Biotope¶

CLI integration for BioCypher ecosystem packages

Biotope is still under development

Biotope is still under development and the API is subject to change. The package is currently only meant for developer use and prototyping.

The Biotope CLI integration is our attempt to integrate our open source ecosystem packages into an accessible suite for scientific knowledge management. We are first approaching the project from a CLI perspective, as this is the most basic technology for prototyping automated workflows. We aim to extend this towards other user-interfaces, such as web apps, in the future.

Biotope contains various modules for different tasks, some of which are straightfoward applications of existing ecosystem packages, while others are prototypes for new features. See more information in the API documentation.

biotope init: Initialize a new project
biotope status/add/commit/log/push/pull: Manage metadata in a git-like fashion
biotope get: Download files from a URL and stage them for annotation and version control
biotope annotate: Annotate your data with consistent metadata in Croissant ML
biotope check-data: Perform consistency checks for file integrity
biotope mv: Move tracked files and update metadata automatically
biotope config: Manage project configuration and metadata settings
biotope build: Build a BioCypher knowledge representation
biotope chat: Chat with a project using BioChatter
biotope agent: Plan agentic workflows using BioChatter
biotope read: Extract information from unstructured modalities (BioGather)
biotope view: Use visual analysis tools to interpret your data and metadata

Git Integration for Metadata Version Control¶

Biotope uses a Git-on-Top strategy for metadata version control, providing:

Version control for all metadata changes using Git
Collaboration through standard Git workflows
Data integrity through checksum verification
Familiar tooling - all Git tools work seamlessly

Core Git-Integrated Commands¶

biotope add: Stage data files for metadata creation
biotope mv: Move tracked data files and update metadata
biotope get: Download remote files and stage them for metadata creation
biotope status: Show current project status
biotope commit: Commit metadata changes using Git
biotope log: View commit history
biotope push/pull: Share metadata with remote repositories
biotope check-data: Verify data integrity against checksums

Basic Workflow¶

# Initialize project (with Git, .gitignore, and optional project metadata)
biotope init

# Add local data files (creates metadata, ignored by Git by default)
biotope add data/raw/experiment.csv

# Or add new files at once, recursively
biotope add -r data

# Or download and stage remote files (calls `add` once finished)
biotope get https://example.com/data/experiment.csv

# Check status (shows metadata changes, not data files)
biotope status

# Create metadata for staged files (with project metadata pre-fill)
biotope annotate interactive --staged

# Or complete incomplete annotations
biotope annotate interactive --incomplete

# Commit changes (metadata only, data files excluded via .gitignore)
biotope commit -m "Add experiment dataset"

# View history
biotope log --oneline

Note: Data files are automatically excluded from Git tracking via .gitignore.
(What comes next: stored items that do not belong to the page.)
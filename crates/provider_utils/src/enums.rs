use serde::{Deserialize, Serialize};
use strum_macros::{EnumString, VariantNames};

#[derive(
    Debug,
    Default,
    PartialEq,
    Eq,
    Hash,
    Clone,
    Copy,
    EnumString,
    VariantNames,
    Serialize,
    Deserialize,
)]
#[serde(rename_all = "SCREAMING_SNAKE_CASE")]
#[strum(serialize_all = "SCREAMING_SNAKE_CASE")]
pub enum ENetwork {
    SuiMainnet,
    #[default]
    SuiTestnet,
}
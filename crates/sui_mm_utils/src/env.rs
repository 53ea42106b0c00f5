use std::{fmt::Debug, str::FromStr};

pub fn get_env(key: &str, default_value: Option<String>) -> String {
    match default_value {
        Some(value) => std::env::var(key).unwrap_or(value),
        None => std::env::var(key).unwrap_or_else(|_| panic!("expect env {}", key)),
    }
}

/// Unset and blank values are both `None`.
pub fn get_env_opt(key: &str) -> Option<String> {
    std::env::var(key)
        .ok()
        .map(|value| value.trim().to_string())
        .filter(|value| !value.is_empty())
}

pub fn get_env_parsed<T>(key: &str, default_value: Option<T>) -> T
where
    T: FromStr,
    T::Err: Debug,
{
    match (get_env_opt(key), default_value) {
        (Some(value), _) => value
            .parse()
            .unwrap_or_else(|err| panic!("env {} invalid: {:?} ({:?})", key, value, err)),
        (None, Some(default_value)) => default_value,
        (None, None) => panic!("expect env {}", key),
    }
}
use std::{env, str::FromStr, sync::Arc};

use rust_decimal::Decimal;
use sui_mm_rs::{
    constants::Env,
    core::PoolService,
    utils::{coin_decimals, connect_chain, wallet_from_env},
};
use sui_mm_toolkit::cetus::{CetusClmm, CetusConfig, CreatePoolParams, InitialLiquidity};
use sui_mm_utils::{
    constants::{CETUS_DEFAULT_TICK_SPACING, CETUS_POOL_URL},
    log::setup_logger,
    utils::parse_units,
};

#[tokio::main]
async fn main() -> anyhow::Result<()> {
    dotenv::dotenv().ok();
    setup_logger(None)?;

    let args: Vec<String> = env::args().collect();
    if !(4..=7).contains(&args.len()) {
        log::warn!(
            "Function {} need 3 params: <COIN_TYPE_A> <COIN_TYPE_B> <INITIAL_PRICE> [TICK_SPACING] [LIQUIDITY_AMOUNT] [a|b]",
            args[0]
        );
        return Ok(());
    }

    let env = Env::new();
    let params = CreatePoolParams {
        coin_type_a: args[1].clone(),
        coin_type_b: args[2].clone(),
        initial_price: Decimal::from_str(&args[3])?,
        tick_spacing: match args.get(4) {
            Some(tick_spacing) => tick_spacing.parse()?,
            None => CETUS_DEFAULT_TICK_SPACING,
        },
        url: CETUS_POOL_URL.to_string(),
    };
    let fix_amount_a = match args.get(6).map(String::as_str) {
        None | Some("a") => true,
        Some("b") => false,
        Some(other) => {
            log::warn!("Fixed side must be a or b, got {:?}", other);
            return Ok(());
        }
    };
    log::info!("Config params:\n{:#?}", params);

    let wallet = wallet_from_env("PRIVATE_KEY")?;
    let chain = connect_chain(&env).await?;
    let clmm = Arc::new(CetusClmm::new(
        chain.clone(),
        CetusConfig::for_network(&env.listen_network)?,
    ));
    let pool_service = PoolService::new(env.clone(), chain.clone(), clmm);

    match args.get(5) {
        Some(amount) => {
            let fixed_coin = if fix_amount_a {
                &params.coin_type_a
            } else {
                &params.coin_type_b
            };
            let decimals = coin_decimals(chain.as_ref(), fixed_coin).await;
            let liquidity = InitialLiquidity {
                amount: parse_units(amount, decimals)?,
                fix_amount_a,
            };
            let pool_id = pool_service
                .create_pool_with_initial_liquidity(&wallet, &params, &liquidity)
                .await?;
            log::info!("POOL_ID: {}", pool_id);
        }
        None => {
            pool_service.create_pool(&wallet, &params).await?;
        }
    }
    Ok(())
}
use chrono::NaiveDate;
use clap::Parser;
use std::process::ExitCode;
use tracing_subscriber::EnvFilter;

use stocks_to_sheet::app::{self, RunOptions};
use stocks_to_sheet::models::Config;

/// Append the latest daily quotes for the configured tickers to a Google Sheet
#[derive(Parser)]
#[command(name = "stocks-to-sheet")]
#[command(version)]
#[command(about = "Append the latest daily stock quotes to a Google Sheets worksheet")]
#[command(long_about = "
Fetches the most recent trading day's OHLCV quote for every ticker in TICKERS
and appends one row per ticker to the spreadsheet SPREADSHEET_ID.

Configuration comes from the environment (or a .env file); see .env.example.

Examples:
  stocks-to-sheet
  stocks-to-sheet --run-date 2025-09-29
  stocks-to-sheet --dry-run
")]
struct Args {
    /// Base date in YYYY-MM-DD format (overrides RUN_DATE; defaults to today)
    #[arg(long)]
    run_date: Option<NaiveDate>,

    /// Print rows as CSV on stdout instead of writing to the spreadsheet
    #[arg(long)]
    dry_run: bool,
}

#[tokio::main]
async fn main() -> ExitCode {
    // Logs go to stderr so --dry-run output stays clean
    let filter = EnvFilter::try_from_default_env()
        .unwrap_or_else(|_| EnvFilter::new("stocks_to_sheet=info"));
    tracing_subscriber::fmt()
        .with_env_filter(filter)
        .with_writer(std::io::stderr)
        .init();

    let args = Args::parse();
    let options = RunOptions {
        run_date: args.run_date,
        dry_run: args.dry_run,
    };

    let outcome = app::run(Config::from_env, &options, std::io::stdout()).await;
    ExitCode::from(app::exit_status(&outcome))
}
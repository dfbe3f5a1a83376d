//! Spreadsheet side of the pipeline: authentication, the `SheetWriter`
//! abstraction, and its Google Sheets and CSV implementations.

use serde_json::Value;
use thiserror::Error;

pub mod auth;
pub mod client;
pub mod csv_writer;

pub use auth::{ServiceAccountTokens, StaticToken, TokenSource};
pub use client::SheetsClient;
pub use csv_writer::CsvWriter;

#[derive(Debug, Error)]
pub enum SheetsError {
    #[error("failed to build service account authenticator: {0}")]
    AuthSetup(std::io::Error),

    #[error("failed to obtain access token: {0}")]
    Auth(String),

    #[error("request failed: {0}")]
    Http(#[from] reqwest::Error),

    #[error("invalid sheets url: {0}")]
    Url(#[from] url::ParseError),

    #[error("sheets api returned status {status}: {body}")]
    Status { status: u16, body: String },

    #[error("unexpected response: {0}")]
    Decode(String),

    #[error("worksheet {0:?} not found")]
    WorksheetMissing(String),

    #[error("failed to write csv: {0}")]
    Csv(#[from] csv::Error),
}

/// Destination for quote rows. Implementations only ever add data.
#[async_trait::async_trait]
pub trait SheetWriter: Send + Sync {
    /// Create the worksheet if needed and make sure row 1 holds `header`.
    async fn ensure_worksheet(&self, title: &str, header: &[String]) -> Result<(), SheetsError>;

    /// Columns A and B of every row below the header.
    async fn key_columns(&self, title: &str) -> Result<Vec<Vec<String>>, SheetsError>;

    /// Append one row after the last row with data.
    async fn append_row(&self, title: &str, row: &[Value]) -> Result<(), SheetsError>;
}

/// A1 notation for `cells` on worksheet `title`, quoting the title.
pub fn a1_range(title: &str, cells: &str) -> String {
    format!("'{}'!{}", title.replace('\'', "''"), cells)
}

/// Display text of a cell value.
pub fn cell_text(value: &Value) -> String {
    match value {
        Value::String(s) => s.clone(),
        Value::Null => String::new(),
        other => other.to_string(),
    }
}
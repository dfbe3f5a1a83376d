pub mod api;
pub mod app;
pub mod collector;
pub mod models;
pub mod sheets;
pub mod utils;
Only metadata is version controlled, keeping repositories small and focused.

Project-Level Metadata¶

Biotope supports project-level metadata collection during initialization that can be used to pre-fill annotation fields:

Description: Project description and purpose
URL: Project homepage or repository
Creator: Project maintainer information
License: Data usage license
Citation: How to cite the project

This metadata is stored in .biotope/config/biotope.yaml and automatically pre-fills fields when using biotope annotate interactive.

Documentation¶

Git Integration for Users: Learn how to use biotope's Git integration, leveraging your existing Git knowledge
Git Integration for Developers: Understand the technical implementation and architecture
Cluster Compliance: How to enforce and check metadata validation policies across clusters

Metadata annotation using Croissant, short guide¶

The biotope package features a metadata annotation assistant using the recently introduced Croissant schema. It is available as the biotope annotate module. Usage:

pip install biotope
biotope annotate interactive

You can also use the biotope get command to download files and stage them for annotation and version control:

biotope get https://example.com/data/file.txt
biotope status
biotope annotate interactive --staged
biotope commit -m "Add new dataset from URL"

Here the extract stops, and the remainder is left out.